Campbell Dacre
Alastair Campbell [l] and Paul Dacre [Wikipedia/network23.org]

The bitter row between Ed Miliband and the Daily Mail turned into a bloody Rumble in the Jungle last night as Labour's former spin chief Alastair Campbell and the Mail's deputy Editor Jon Steafel drummed their chests, mock-charged each other and ripped down surrounding vegetation in a bid to prove who was the dominant silverback.

The extraordinary performance on the BBC's normally sedate Newsnight programme saw Campbell at his most hectoring, aggressive and challenging, apparently doing his best to live up to his image as the real Malcolm Tucker, The Thick of It's threatening, foul-mouthed spin doctor.

He constantly demanded that Steafel admit he did not agree with the offending piece and that it was all the work of Campbell's own hate figure, Mail editor Paul Dacre who, he said, presented "the worst of values as the best".

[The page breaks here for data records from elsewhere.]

//! Constructs raised by the parser, one per lexical event.

use std::borrow::Cow;
use std::fmt;

/// A recognized grammatical element.
#[derive(Debug, Clone, PartialEq, Eq)]
pub enum Construct<'src> {
    /// A tag token, including its marker.
    Tag { name: &'src str, line: usize },
    /// A comment, marker removed.
    Comment { text: &'src str, line: usize },
    Feature(Header<'src>),
    Background(Header<'src>),
    Scenario(Header<'src>),
    ScenarioOutline(Header<'src>),
    Examples(Header<'src>),
    /// A step; `keyword` is kept verbatim (`Given`, `And`, `*`, ...).
    Step {
        keyword: &'src str,
        text: &'src str,
        line: usize,
    },
    /// One row of the table trailing a step or examples block.
    Row {
        cells: Vec<Cow<'src, str>>,
        line: usize,
    },
    /// Part of the text block trailing a step.
    TextBlockContent {
        segment: TextSegment<'src>,
        line: usize,
    },
    EndOfInput,
}

impl Construct<'_> {
    /// The fieldless kind of this construct.
    pub fn kind(&self) -> ConstructKind {
        match self {
            Construct::Tag { .. } => ConstructKind::Tag,
            Construct::Comment { .. } => ConstructKind::Comment,
            Construct::Feature(_) => ConstructKind::Feature,
            Construct::Background(_) => ConstructKind::Background,
            Construct::Scenario(_) => ConstructKind::Scenario,
            Construct::ScenarioOutline(_) => ConstructKind::ScenarioOutline,
            Construct::Examples(_) => ConstructKind::Examples,
            Construct::Step { .. } => ConstructKind::Step,
            Construct::Row { .. } => ConstructKind::Row,
            Construct::TextBlockContent { .. } => ConstructKind::TextBlock,
            Construct::EndOfInput => ConstructKind::EndOfInput,
        }
    }
}

/// Keyword, name and description of a header line such as `Scenario: ...`.
#[derive(Debug, Clone, PartialEq, Eq)]
pub struct Header<'src> {
    pub keyword: &'src str,
    pub name: &'src str,
    pub description: Cow<'src, str>,
    pub line: usize,
}

/// One piece of a text block.
#[derive(Debug, Clone, PartialEq, Eq)]
pub enum TextSegment<'src> {
    /// The opening delimiter.
    Open,
    /// One content line.
    Text(Cow<'src, str>),
    /// The closing delimiter.
    Close,
}

/// The kind of a [`Construct`], used to describe grammar errors.
#[derive(Debug, Clone, Copy, PartialEq, Eq, Hash)]
pub enum ConstructKind {
    Tag,
    Comment,
    Feature,
    Background,
    Scenario,
    ScenarioOutline,
    Examples,
    Step,
    Row,
    TextBlock,
    EndOfInput,
}

impl ConstructKind {
    /// Whether tags may precede this construct.
    pub fn is_taggable(&self) -> bool {
        matches!(
            self,
            ConstructKind::Feature
                | ConstructKind::Scenario
                | ConstructKind::ScenarioOutline
                | ConstructKind::Examples
        )
    }
}

impl fmt::Display for ConstructKind {
    fn fmt(&self, f: &mut fmt::Formatter<'_>) -> fmt::Result {
        f.write_str(match self {
            ConstructKind::Tag => "tag",
            ConstructKind::Comment => "comment",
            ConstructKind::Feature => "Feature",
            ConstructKind::Background => "Background",
            ConstructKind::Scenario => "Scenario",
            ConstructKind::ScenarioOutline => "Scenario Outline",
            ConstructKind::Examples => "Examples",
            ConstructKind::Step => "Step",
            ConstructKind::Row => "table row",
            ConstructKind::TextBlock => "text block",
            ConstructKind::EndOfInput => "end of input",
        })
    }
}
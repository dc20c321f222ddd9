//! The migration contract and the SQL-backed implementation the generator
//! emits.

use crate::error::MigrationError;
use async_trait::async_trait;
use murier_backends::Connection;
use once_cell::sync::Lazy;
use regex::Regex;
use tracing::debug;

static VERSION_PATTERN: Lazy<Regex> =
	Lazy::new(|| Regex::new(r"^[0-9]{12}$").unwrap_or_else(|_| unreachable!("literal pattern")));

/// Whether a version string has the `YYYYMMDDHHMM` shape.
pub fn is_valid_version(version: &str) -> bool {
	VERSION_PATTERN.is_match(version)
}

/// Collects the statement sequence of one migration step and executes it,
/// unless the run is dry. A dry run yields the exact statements a wet run
/// would execute.
pub struct SqlExecutor<'a> {
	connection: &'a Connection,
	dry_run: bool,
	statements: Vec<String>,
}

impl<'a> SqlExecutor<'a> {
	pub fn new(connection: &'a Connection, dry_run: bool) -> Self {
		Self {
			connection,
			dry_run,
			statements: Vec::new(),
		}
	}

	/// Record and (unless dry) execute one DDL/DML statement.
	pub async fn execute(&mut self, sql: &str) -> Result<(), MigrationError> {
		self.statements.push(sql.to_string());
		if self.dry_run {
			debug!(sql, "dry-run: statement recorded");
			return Ok(());
		}
		self.connection.execute(sql, &[]).await?;
		Ok(())
	}

	pub fn is_dry_run(&self) -> bool {
		self.dry_run
	}

	pub fn statements(&self) -> &[String] {
		&self.statements
	}

	pub fn into_statements(self) -> Vec<String> {
		self.statements
	}
}

/// A versioned pair of forward/backward schema transformations. The steps
/// are opaque to the engine; it invokes them in order.
#[async_trait]
pub trait Migration: Send + Sync {
	/// The lexicographic ordering key, `YYYYMMDDHHMM`.
	fn version(&self) -> &str;

	async fn up(&self, executor: &mut SqlExecutor<'_>) -> Result<(), MigrationError>;

	async fn down(&self, executor: &mut SqlExecutor<'_>) -> Result<(), MigrationError>;
}

/// A migration whose steps are fixed statement lists, as produced by the
/// generator.
pub struct SqlMigration {
	version: String,
	up: Vec<String>,
	down: Vec<String>,
}

impl SqlMigration {
	pub fn new(
		version: impl Into<String>,
		up: Vec<String>,
		down: Vec<String>,
	) -> Result<Self, MigrationError> {
		let version = version.into();
		if !is_valid_version(&version) {
			return Err(MigrationError::InvalidVersion { version });
		}
		Ok(Self { version, up, down })
	}
}

#[async_trait]
impl Migration for SqlMigration {
	fn version(&self) -> &str {
		&self.version
	}

	async fn up(&self, executor: &mut SqlExecutor<'_>) -> Result<(), MigrationError> {
		for statement in &self.up {
			executor.execute(statement).await?;
		}
		Ok(())
	}

	async fn down(&self, executor: &mut SqlExecutor<'_>) -> Result<(), MigrationError> {
		for statement in &self.down {
			executor.execute(statement).await?;
		}
		Ok(())
	}
}

#[cfg(test)]
mod tests {
	use super::*;
	use sqlx::mysql::{MySqlConnectOptions, MySqlPoolOptions};

	fn lazy_connection() -> Connection {
		let options = MySqlConnectOptions::new()
			.host("127.0.0.1")
			.port(3306)
			.username("nobody")
			.database("murier_test");
		Connection::from_pool(MySqlPoolOptions::new().connect_lazy_with(options))
	}

	#[tokio::test]
	async fn dry_run_records_without_executing() {
		// The pool is lazy and never connected: a dry run must not touch it.
		let connection = lazy_connection();
		let migration = SqlMigration::new(
			"202608011230",
			vec![
				"CREATE TABLE `users` (`id` int NOT NULL)".to_string(),
				"CREATE TABLE `units` (`id` int NOT NULL)".to_string(),
			],
			vec!["DROP TABLE `users`".to_string()],
		)
		.unwrap();

		let mut executor = SqlExecutor::new(&connection, true);
		migration.up(&mut executor).await.unwrap();
		assert!(executor.is_dry_run());
		assert_eq!(
			executor.statements(),
			&[
				"CREATE TABLE `users` (`id` int NOT NULL)".to_string(),
				"CREATE TABLE `units` (`id` int NOT NULL)".to_string(),
			]
		);
	}

	#[test]
	fn version_pattern_is_twelve_digits() {
		assert!(is_valid_version("202608011230"));
		assert!(!is_valid_version("2026080112"));
		assert!(!is_valid_version("2026080112301"));
		assert!(!is_valid_version("20260801123a"));
	}

	#[test]
	fn sql_migration_rejects_bad_version() {
		assert!(SqlMigration::new("bad", vec![], vec![]).is_err());
		assert!(SqlMigration::new("202608011230", vec![], vec![]).is_ok());
	}
}
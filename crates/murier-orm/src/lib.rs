//! # Murier ORM
//!
//! The unit-of-work / change-tracking core: entities are plain values the
//! application owns; a [`UnitOfWork`] tracks their identity, lifecycle
//! state and original-value snapshots, computes minimal change sets, and
//! synchronizes them with MySQL in one atomic, topologically ordered
//! flush per call.
//!
//! The supporting pieces — identity map, state machine, tracked
//! collections, change detection, event bus, statement rendering and the
//! flush scheduler — live in their own modules and are reusable on their
//! own.

pub mod changeset;
pub mod collection;
pub mod entity;
pub mod error;
pub mod events;
pub mod identity;
pub mod renderer;
pub mod scheduler;
pub mod state;
pub mod uow;

pub use changeset::{ChangeDetector, ChangeSet, FieldChange, Snapshot};
pub use collection::TrackedCollection;
pub use entity::{CollectionDelta, Entity, EntityRef, ManagedRef, shared};
pub use error::OrmError;
pub use events::{EntityListener, EventBus};
pub use identity::{Identity, IdentityMap, PkValue};
pub use renderer::{SqlRenderer, Statement};
pub use state::{EntityState, ensure_transition};
pub use uow::UnitOfWork;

Steafel, the substitute for the notoriously camera-shy Dacre, attempted to show a calm, reasonable yet unbending face. He was the wall into which Campbell's bellowing bulldozer would crash, he hoped.

He refused to be wound up by Campbell's claim his boss was a "coward and a bully" but often struggled to get a word in.

And under the tsunami of aggression from Campbell, it was Steafel who blinked, admitting the Mail Online's photo of Miliband Snr's tombstone over the words "grave socialist" had been "an error of judgement" and had been removed (pity the Mail employee or ex-employee who was responsible for that caption).

He attempted to turn the tables, reminding Campbell of his own behaviour as a "bullying" spin doctor and he flatly refused to agree the headline stating Miliband's Marxist father, Ralph, "hated Britain" was wrong.

Steafel's admission that the photo had been an error of judgment inevitably led to a demand from Labour for an apology.

That would represent the sort of climbdown that Dacre just does not do and the paper's reaction to the latest escalation saw it printing more of the same. No surprise there.

There was a danger in this battle of the big beasts. Campbell came close to overdoing it and, as a result, reminding viewers of the previous Labour government and its attempts to control the media agenda.

And the Mail may yet find it is subjected to a public backlash against its highly personal campaign. Although, it must be said, if one newspaper knows its readership and understands its concerns and even prejudices, then it is the Daily Mail.

And it has just been revealed that Paul Dacre's contract as editor has been renewed for another year - although it is likely that happened before this row - so there is a good chance he will be steering the paper through the next election.

And that, of course, is the over-riding concern for Ed Miliband that, unless he puts down a marker now, there will be plenty more of this sort of coverage to come.